● **INSTRUCTIONS TO FOLLOW**: Every line from the first one in the listing down to the line with "queue. The one" should be restated word for word.

● **EXCERPTED RECORDS**:

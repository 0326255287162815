//! In-memory task queue and its run loop.

use std::collections::VecDeque;
use std::future::Future;
use std::sync::{Arc, Mutex, MutexGuard, PoisonError, Weak};

use tracing::{debug, info, instrument, warn};

use super::completion::completion_pair;
use super::{Completion, QueueConfig, RunPhase};
use crate::domain::{
    Decision, StopReason, StopReport, Task, TaskBuilder, TaskId, TaskInfo, TaskResult,
};
use crate::domain::task::{ReadyTask, future_body};
use crate::error::QueueError;
use crate::observability::QueueCounts;
use crate::ports::{Clock, IdGenerator, SequentialIdGenerator, SystemClock};

/// Mutable part of the queue.
///
/// The lock guarding it is never held across an `.await` and never while
/// bodies, policies or observers run, so those may freely call back into the
/// queue. The one port consulted under the lock is the [`IdGenerator`].
struct QueueState<S, R> {
    /// Pending tasks, head first.
    pending: VecDeque<Task<S, R>>,

    phase: RunPhase,

    /// Task dequeued by the run loop and not yet evaluated.
    in_flight: Option<TaskId>,

    executed: u64,
    failed: u64,
    stopped_runs: u64,
    emptied_runs: u64,
}

impl<S, R> QueueState<S, R> {
    fn new() -> Self {
        Self {
            pending: VecDeque::new(),
            phase: RunPhase::Idle,
            in_flight: None,
            executed: 0,
            failed: 0,
            stopped_runs: 0,
            emptied_runs: 0,
        }
    }

    fn counts(&self) -> QueueCounts {
        QueueCounts {
            phase: self.phase,
            pending: self.pending.len(),
            in_flight: self.in_flight,
            executed: self.executed,
            failed: self.failed,
            stopped_runs: self.stopped_runs,
            emptied_runs: self.emptied_runs,
        }
    }
}

struct Shared<S, R> {
    state: Mutex<QueueState<S, R>>,
    ids: Arc<dyn IdGenerator>,
    clock: Arc<dyn Clock>,
    config: QueueConfig,
    /// Identity of this queue; admitted tasks hold a weak reference to it.
    token: Arc<()>,
}

impl<S, R> Shared<S, R> {
    fn lock(&self) -> MutexGuard<'_, QueueState<S, R>> {
        // No user code runs under this lock, so a poisoned guard still holds
        // a consistent sequence.
        self.state.lock().unwrap_or_else(PoisonError::into_inner)
    }
}

/// A FIFO queue of tasks executed one at a time.
///
/// `S` is the run state threaded through every body and policy of one `run`
/// invocation (usually a shared handle such as `Arc<Mutex<T>>`); `R` is what
/// task bodies produce on success.
///
/// The queue is a cheap handle: clones refer to the same pending sequence.
/// Bodies and policies that push follow-up work should capture a
/// [`WeakTaskQueue`] from [`downgrade`](Self::downgrade): a strong clone held
/// by a pending task keeps the queue alive after every caller handle is gone.
pub struct TaskQueue<S, R> {
    shared: Arc<Shared<S, R>>,
}

impl<S, R> Clone for TaskQueue<S, R> {
    fn clone(&self) -> Self {
        Self {
            shared: Arc::clone(&self.shared),
        }
    }
}

impl<S, R> std::fmt::Debug for TaskQueue<S, R> {
    fn fmt(&self, f: &mut std::fmt::Formatter<'_>) -> std::fmt::Result {
        f.debug_struct("TaskQueue")
            .field("name", &self.shared.config.name)
            .field("counts", &self.shared.lock().counts())
            .finish()
    }
}

impl<S, R> Default for TaskQueue<S, R>
where
    S: Clone + Send + Sync + 'static,
    R: Send + 'static,
{
    fn default() -> Self {
        Self::new()
    }
}

impl<S, R> TaskQueue<S, R>
where
    S: Clone + Send + Sync + 'static,
    R: Send + 'static,
{
    pub fn new() -> Self {
        Self::with_config(QueueConfig::default())
    }

    pub fn with_config(config: QueueConfig) -> Self {
        let ids = Arc::new(SequentialIdGenerator::starting_at(config.first_id));
        Self::with_parts(config, ids, Arc::new(SystemClock))
    }

    pub fn with_parts(config: QueueConfig, ids: Arc<dyn IdGenerator>, clock: Arc<dyn Clock>) -> Self {
        Self {
            shared: Arc::new(Shared {
                state: Mutex::new(QueueState::new()),
                ids,
                clock,
                config,
                token: Arc::new(()),
            }),
        }
    }

    pub fn config(&self) -> &QueueConfig {
        &self.shared.config
    }

    // ----------------------------------------------------------------------
    // Admission
    // ----------------------------------------------------------------------

    /// Append a task at the tail.
    ///
    /// Fails with [`QueueError::MissingBody`] if the builder has no body; the
    /// queue is left untouched in that case.
    pub fn push(&self, builder: TaskBuilder<S, R>) -> Result<TaskId, QueueError> {
        let ready = builder.into_ready().inspect_err(|err| {
            warn!(queue = %self.shared.config.name, %err, "TaskQueue::push: rejected");
        })?;
        Ok(self.admit(ready))
    }

    /// Append a callback-style body with the default label and policy.
    pub fn push_fn<F>(&self, body: F) -> TaskId
    where
        F: FnOnce(S, Completion<R>) + Send + 'static,
    {
        self.admit(ReadyTask::from_body(Box::new(body)))
    }

    /// Append an async body with the default label and policy.
    pub fn push_async<F, Fut>(&self, make: F) -> TaskId
    where
        F: FnOnce(S) -> Fut + Send + 'static,
        Fut: Future<Output = TaskResult<R>> + Send + 'static,
    {
        self.admit(ReadyTask::from_body(future_body(make)))
    }

    /// Put back a task previously taken out of this queue with
    /// [`pop_head`](Self::pop_head) or [`pop_tail`](Self::pop_tail). It keeps
    /// its id and goes to the tail.
    ///
    /// Ids are only unique per queue, so a task admitted by another queue is
    /// rejected with [`QueueError::ForeignTask`] and dropped.
    pub fn requeue(&self, task: Task<S, R>) -> Result<(), QueueError> {
        let task_id = task.id();
        if !task.belongs_to(&self.shared.token) {
            warn!(queue = %self.shared.config.name, %task_id, "TaskQueue::requeue: foreign task rejected");
            return Err(QueueError::ForeignTask { task_id });
        }
        debug!(queue = %self.shared.config.name, %task_id, "TaskQueue::requeue: called");
        self.shared.lock().pending.push_back(task);
        Ok(())
    }

    /// A handle that does not keep the queue alive.
    pub fn downgrade(&self) -> WeakTaskQueue<S, R> {
        WeakTaskQueue {
            shared: Arc::downgrade(&self.shared),
        }
    }

    fn admit(&self, ready: ReadyTask<S, R>) -> TaskId {
        let shared = &self.shared;
        let enqueued_at = shared.clock.now();
        let origin = Arc::downgrade(&shared.token);
        // Ids are assigned under the lock so that concurrent pushes append in
        // the order their ids were handed out.
        let mut state = shared.lock();
        let task = ready.finish(&shared.config.label_prefix, shared.ids.next_task_id(), enqueued_at, origin);
        let id = task.id();
        debug!(queue = %shared.config.name, task_id = %id, label = %task.label(), "TaskQueue::push: enqueued");
        state.pending.push_back(task);
        id
    }

    // ----------------------------------------------------------------------
    // Container operations (no execution side effects)
    // ----------------------------------------------------------------------

    pub fn pop_head(&self) -> Option<Task<S, R>> {
        self.shared.lock().pending.pop_front()
    }

    pub fn pop_tail(&self) -> Option<Task<S, R>> {
        self.shared.lock().pending.pop_back()
    }

    /// Discard every pending task and return how many there were. A task
    /// already dequeued by the run loop is unaffected.
    pub fn clear(&self) -> usize {
        let discarded: Vec<Task<S, R>> = self.shared.lock().pending.drain(..).collect();
        if !discarded.is_empty() {
            debug!(queue = %self.shared.config.name, count = discarded.len(), "TaskQueue::clear: discarded");
        }
        // Dropped outside the lock: captured values may call back into the queue.
        discarded.len()
    }

    /// Number of pending (not yet started) tasks.
    pub fn len(&self) -> usize {
        self.shared.lock().pending.len()
    }

    pub fn is_empty(&self) -> bool {
        self.shared.lock().pending.is_empty()
    }

    /// Snapshot of the pending tasks, head first.
    pub fn pending(&self) -> Vec<TaskInfo> {
        self.shared.lock().pending.iter().map(Task::info).collect()
    }

    pub fn phase(&self) -> RunPhase {
        self.shared.lock().phase
    }

    pub fn counts(&self) -> QueueCounts {
        self.shared.lock().counts()
    }

    // ----------------------------------------------------------------------
    // Run loop
    // ----------------------------------------------------------------------

    /// Run pending tasks head first, one at a time, until a completion policy
    /// stops the chain or the queue is empty.
    ///
    /// Each dequeued task gets a clone of `state` and a [`Completion`] handle.
    /// The loop waits for the task's signal, evaluates its policy with the
    /// same state, and either continues with the new head or stops. Tasks
    /// pushed meanwhile are appended and run after everything already queued.
    ///
    /// Fails only with [`QueueError::AlreadyRunning`] when another `run` is
    /// active on this queue.
    #[instrument(skip_all, fields(queue = %self.shared.config.name))]
    pub async fn run(&self, state: S) -> Result<StopReport<S, R>, QueueError> {
        let mut run = RunGuard::acquire(&self.shared)?;
        info!("TaskQueue::run: started");

        loop {
            let Some(task) = run.dequeue() else {
                run.finish(StopReason::Emptied);
                info!("TaskQueue::run: emptied");
                return Ok(StopReport::emptied(state));
            };

            let id = task.id();
            debug!(task_id = %id, label = %task.label(), "TaskQueue::run: dispatching");
            let (body, policy) = task.into_parts();
            let (done, signal) = completion_pair(id);
            body(state.clone(), done);

            let outcome = signal.wait().await;
            if let Err(err) = &outcome {
                warn!(task_id = %id, %err, "TaskQueue::run: task reported an error");
            }

            let decision = policy.decide(&state, &outcome);
            run.record(&outcome);
            debug!(task_id = %id, ?decision, "TaskQueue::run: evaluated");

            if decision == Decision::Stop {
                run.finish(StopReason::Stopped);
                info!(task_id = %id, remaining = self.len(), "TaskQueue::run: stopped by completion policy");
                return Ok(StopReport::stopped(state, outcome));
            }
        }
    }

    /// [`run`](Self::run), then hand the report to `on_stop` before returning it.
    pub async fn run_with<F>(&self, state: S, on_stop: F) -> Result<StopReport<S, R>, QueueError>
    where
        F: FnOnce(&StopReport<S, R>) + Send,
    {
        let report = self.run(state).await?;
        on_stop(&report);
        Ok(report)
    }
}

/// Non-owning [`TaskQueue`] handle, for capture inside bodies and policies.
pub struct WeakTaskQueue<S, R> {
    shared: Weak<Shared<S, R>>,
}

impl<S, R> WeakTaskQueue<S, R> {
    /// The queue, if some strong handle still exists.
    pub fn upgrade(&self) -> Option<TaskQueue<S, R>> {
        self.shared.upgrade().map(|shared| TaskQueue { shared })
    }
}

impl<S, R> Clone for WeakTaskQueue<S, R> {
    fn clone(&self) -> Self {
        Self {
            shared: Weak::clone(&self.shared),
        }
    }
}

impl<S, R> std::fmt::Debug for WeakTaskQueue<S, R> {
    fn fmt(&self, f: &mut std::fmt::Formatter<'_>) -> std::fmt::Result {
        f.debug_struct("WeakTaskQueue")
            .field("alive", &(self.shared.strong_count() > 0))
            .finish()
    }
}

/// Marks the queue as running for the lifetime of one `run` invocation.
///
/// If the run future is dropped mid-chain the queue returns to `Idle`.
struct RunGuard<'a, S, R> {
    shared: &'a Shared<S, R>,
    finished: bool,
}

impl<'a, S, R> RunGuard<'a, S, R> {
    fn acquire(shared: &'a Shared<S, R>) -> Result<Self, QueueError> {
        let mut state = shared.lock();
        if state.phase.is_running() {
            return Err(QueueError::AlreadyRunning);
        }
        state.phase = RunPhase::Running;
        Ok(Self {
            shared,
            finished: false,
        })
    }

    fn dequeue(&mut self) -> Option<Task<S, R>> {
        let mut state = self.shared.lock();
        let task = state.pending.pop_front()?;
        state.in_flight = Some(task.id());
        Some(task)
    }

    fn record(&mut self, outcome: &TaskResult<R>) {
        let mut state = self.shared.lock();
        state.in_flight = None;
        state.executed += 1;
        if outcome.is_err() {
            state.failed += 1;
        }
    }

    fn finish(&mut self, reason: StopReason) {
        let mut state = self.shared.lock();
        state.phase = reason.into();
        match reason {
            StopReason::Stopped => state.stopped_runs += 1,
            StopReason::Emptied => state.emptied_runs += 1,
        }
        self.finished = true;
    }
}

impl<S, R> Drop for RunGuard<'_, S, R> {
    fn drop(&mut self) {
        if !self.finished {
            let mut state = self.shared.lock();
            state.phase = RunPhase::Idle;
            state.in_flight = None;
        }
    }
}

● **SOLUTION TO THIS PROBLEM**:
repository 0326255287162815
//! In-memory task queue and its run loop.

use std::collections::VecDeque;
use std::future::Future;
use std::sync::{Arc, Mutex, MutexGuard, PoisonError, Weak};

use tracing::{debug, info, instrument, warn};

use super::completion::completion_pair;
use super::{Completion, QueueConfig, RunPhase};
use crate::domain::{
    Decision, StopReason, StopReport, Task, TaskBuilder, TaskId, TaskInfo, TaskResult,
};
use crate::domain::task::{ReadyTask, future_body};
use crate::error::QueueError;
use crate::observability::QueueCounts;
use crate::ports::{Clock, IdGenerator, SequentialIdGenerator, SystemClock};

/// Mutable part of the queue.
///
/// The lock guarding it is never held across an `.await` and never while
/// bodies, policies or observers run, so those may freely call back into the
/// queue. The one port consulted under the lock is the [`IdGenerator`].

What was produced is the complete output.